I got on the bands last night to see what was happening on FT8, and 40 meters was really busy. I tried replying to several station, but either they couldn’t hear me or were ignoring me. I ended up working one station in California that was a repeat contact. Eighty meters had a few stations, but no luck there either. Just a bummer of an evening.
I fired up the DMR rig and hotspot and talked to a couple of guys … one in Yorkshire, England, and another in Malta, and had a pleasant chat with them. That’s a great medium for ragchewing. Crystal clear most of the time … world-wide.
Well, that should hold me for this morning. I’ve got a radio club meeting tonight … not sure what the program is. I should be able to hit the local DMR repeater from our meeting location (which I can’t do from home, thus the reliance on a hotspot). Maybe I can demo some DMR to a bunch of D-Star folks!
73 de Dick N4BC
Well, the best laid plans … . I had planned to participate in the NC QSO Party, but circumstances changed that. I just had too many honey-dos to finish.

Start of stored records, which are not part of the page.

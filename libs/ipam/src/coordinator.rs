//! Per-interface address claim lifecycle (§4.3): materialize a claim per
//! `(interface, pool)` pair, wait for the external pool controller to bind
//! it, and expose the resolved address to callers (the bootstrap renderer).
//!
//! This never reconciles `IPAddressClaim`/`IPAddress` objects itself — an
//! external collaborator owns that loop, per §1. It only creates and reads.

use crate::crd::{
    AddressRange, GLOBAL_IN_CLUSTER_POOL_KIND, GlobalInClusterIPPoolSpec, IN_CLUSTER_POOL_KIND,
    IPAM_GROUP, IPAddress, IPAddressClaim, IPAddressClaimSpec, InClusterIPPoolSpec, PoolReference,
};
use crate::error::{Error, Result};
use crate::types::{ClaimStatus, Family, ResolvedAddress};

use k8s_openapi::apimachinery::pkg::apis::meta::v1::OwnerReference;
use kube::api::{Api, ObjectMeta, PostParams};
use kube::{Client, ResourceExt};
use tracing::{debug, trace};

/// Deterministic claim name: `{machineName}-{poolName}-{offset}-{suffix}`.
#[must_use]
pub fn claim_name(machine_name: &str, pool_name: &str, offset: u32, family: Family) -> String {
    format!("{machine_name}-{pool_name}-{offset}-{}", family.suffix())
}

/// Create the claim if it does not already exist; idempotent across
/// reconciliations (create-if-absent, never overwritten).
pub async fn ensure_claim(
    client: Client,
    namespace: &str,
    name: &str,
    owner: OwnerReference,
    pool_ref: PoolReference,
) -> Result<()> {
    let api: Api<IPAddressClaim> = Api::namespaced(client, namespace);
    if api.get_opt(name).await.map_err(|e| Error::Kube("get claim".into(), Box::new(e)))?.is_some() {
        trace!(msg = "claim already exists", claim = name);
        return Ok(());
    }
    let claim = IPAddressClaim {
        metadata: ObjectMeta {
            name: Some(name.to_string()),
            namespace: Some(namespace.to_string()),
            owner_references: Some(vec![owner]),
            ..Default::default()
        },
        spec: IPAddressClaimSpec { pool_ref },
        status: None,
    };
    debug!(msg = "creating address claim", claim = name);
    api.create(&PostParams::default(), &claim)
        .await
        .map_err(|e| Error::Kube(format!("failed to create claim {namespace}/{name}"), Box::new(e)))?;
    Ok(())
}

/// Poll a claim's binding state. Returns [`ClaimStatus::NotYetBound`] (never
/// an error) until the external controller sets `status.addressRef`.
pub async fn read_claim(client: Client, namespace: &str, name: &str) -> Result<ClaimStatus> {
    let claims: Api<IPAddressClaim> = Api::namespaced(client.clone(), namespace);
    let claim = claims
        .get(name)
        .await
        .map_err(|e| Error::Kube(format!("failed to get claim {namespace}/{name}"), Box::new(e)))?;
    let Some(address_ref) = claim.status.and_then(|s| s.address_ref) else {
        return Ok(ClaimStatus::NotYetBound);
    };
    let addresses: Api<IPAddress> = Api::namespaced(client, namespace);
    let address = addresses
        .get(&address_ref.name.unwrap_or_default())
        .await
        .map_err(|e| Error::Kube(format!("failed to get bound address for claim {namespace}/{name}"), Box::new(e)))?;
    Ok(ClaimStatus::Bound(ResolvedAddress {
        family: Family::of_address(&address.spec.address),
        address: address.spec.address,
        prefix: address.spec.prefix,
        gateway: address.spec.gateway,
        metric: address.spec.pool_ref.metric,
    }))
}

/// Build the implicit pool-reference list for a default interface that
/// declares no pools of its own: the cluster's default IPv4/IPv6
/// in-cluster pools, in that order (IPv4 primary).
#[must_use]
pub fn default_interface_pool_refs(default_v4_pool: Option<&str>, default_v6_pool: Option<&str>) -> Vec<PoolReference> {
    let mut refs = Vec::new();
    if let Some(name) = default_v4_pool {
        refs.push(PoolReference {
            api_group: IPAM_GROUP.to_string(),
            kind: IN_CLUSTER_POOL_KIND.to_string(),
            name: name.to_string(),
            metric: None,
        });
    }
    if let Some(name) = default_v6_pool {
        refs.push(PoolReference {
            api_group: IPAM_GROUP.to_string(),
            kind: IN_CLUSTER_POOL_KIND.to_string(),
            name: name.to_string(),
            metric: None,
        });
    }
    refs
}

/// Build the namespaced `InClusterIPPool` spec materialized from a cluster's
/// address range, per §4.3 / §4.7 step 4.
#[must_use]
pub fn materialize_in_cluster_pool_spec(range: AddressRange, metric: Option<u32>) -> InClusterIPPoolSpec {
    InClusterIPPoolSpec { range, metric }
}

/// Build the cluster-scoped `GlobalInClusterIPPool` spec for a per-zone
/// override.
#[must_use]
pub fn materialize_global_pool_spec(range: AddressRange, metric: Option<u32>) -> GlobalInClusterIPPoolSpec {
    GlobalInClusterIPPoolSpec { range, metric }
}

/// Resolve the kind string of a cluster-scoped pool reference, for callers
/// building a [`PoolReference`] to a per-zone override pool.
#[must_use]
pub fn global_pool_reference(name: &str) -> PoolReference {
    PoolReference {
        api_group: IPAM_GROUP.to_string(),
        kind: GLOBAL_IN_CLUSTER_POOL_KIND.to_string(),
        name: name.to_string(),
        metric: None,
    }
}

/// Owner reference of a claim, used when reading back who owns it (for the
/// rare log message that needs it); kept as a thin accessor so callers don't
/// reach into the CRD type directly.
#[must_use]
pub fn claim_owner_name(claim: &IPAddressClaim) -> String {
    claim.name_any()
}

#[cfg(test)]
mod test {
    use super::*;

    #[test]
    fn claim_name_is_deterministic() {
        assert_eq!(
            claim_name("worker-0", "default-v4", 0, Family::V4),
            "worker-0-default-v4-0-inet"
        );
        assert_eq!(
            claim_name("worker-0", "default-v6", 0, Family::V6),
            "worker-0-default-v6-0-inet6"
        );
    }

    #[test]
    fn default_interface_refs_prefer_v4_primary() {
        let refs = default_interface_pool_refs(Some("v4-pool"), Some("v6-pool"));
        assert_eq!(refs.len(), 2);
        assert_eq!(refs[0].name, "v4-pool");
        assert_eq!(refs[1].name, "v6-pool");
    }

    #[test]
    fn default_interface_refs_empty_when_cluster_has_no_default_pools() {
        assert!(default_interface_pool_refs(None, None).is_empty());
    }
}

I did get my Tytera MD-380 codeplug programmed, but can’t hit my local DMR repeater from my house (maybe improved antenna?). I drove a few miles closer and did hit the repeater OK. Checking, I see that his antenna is only at 30 feet, but he does have plans to raise it, I believe.
So, my solution is to add a hotspot to the mix. I have a Raspberry pi lying around, and ordered a dvMega to link into the network from the DMR portable. It should be here on Tuesday, so I’ll let you know how it works. Yes, I know some people say it’s not “real” ham radio if it uses the internet, but I want it for communications, not for awards. I’ve already created a SD card ready to plug into the pi with the Pi-Star image on it.
Well, that should do it for now. I’ve done a lot of research on this DMR stuff, and actually think I’m beginning to understand what’s going on. Oh, I knew a lot, due to working with Motorola radios and systems for years, but this is a new realm for ham radio.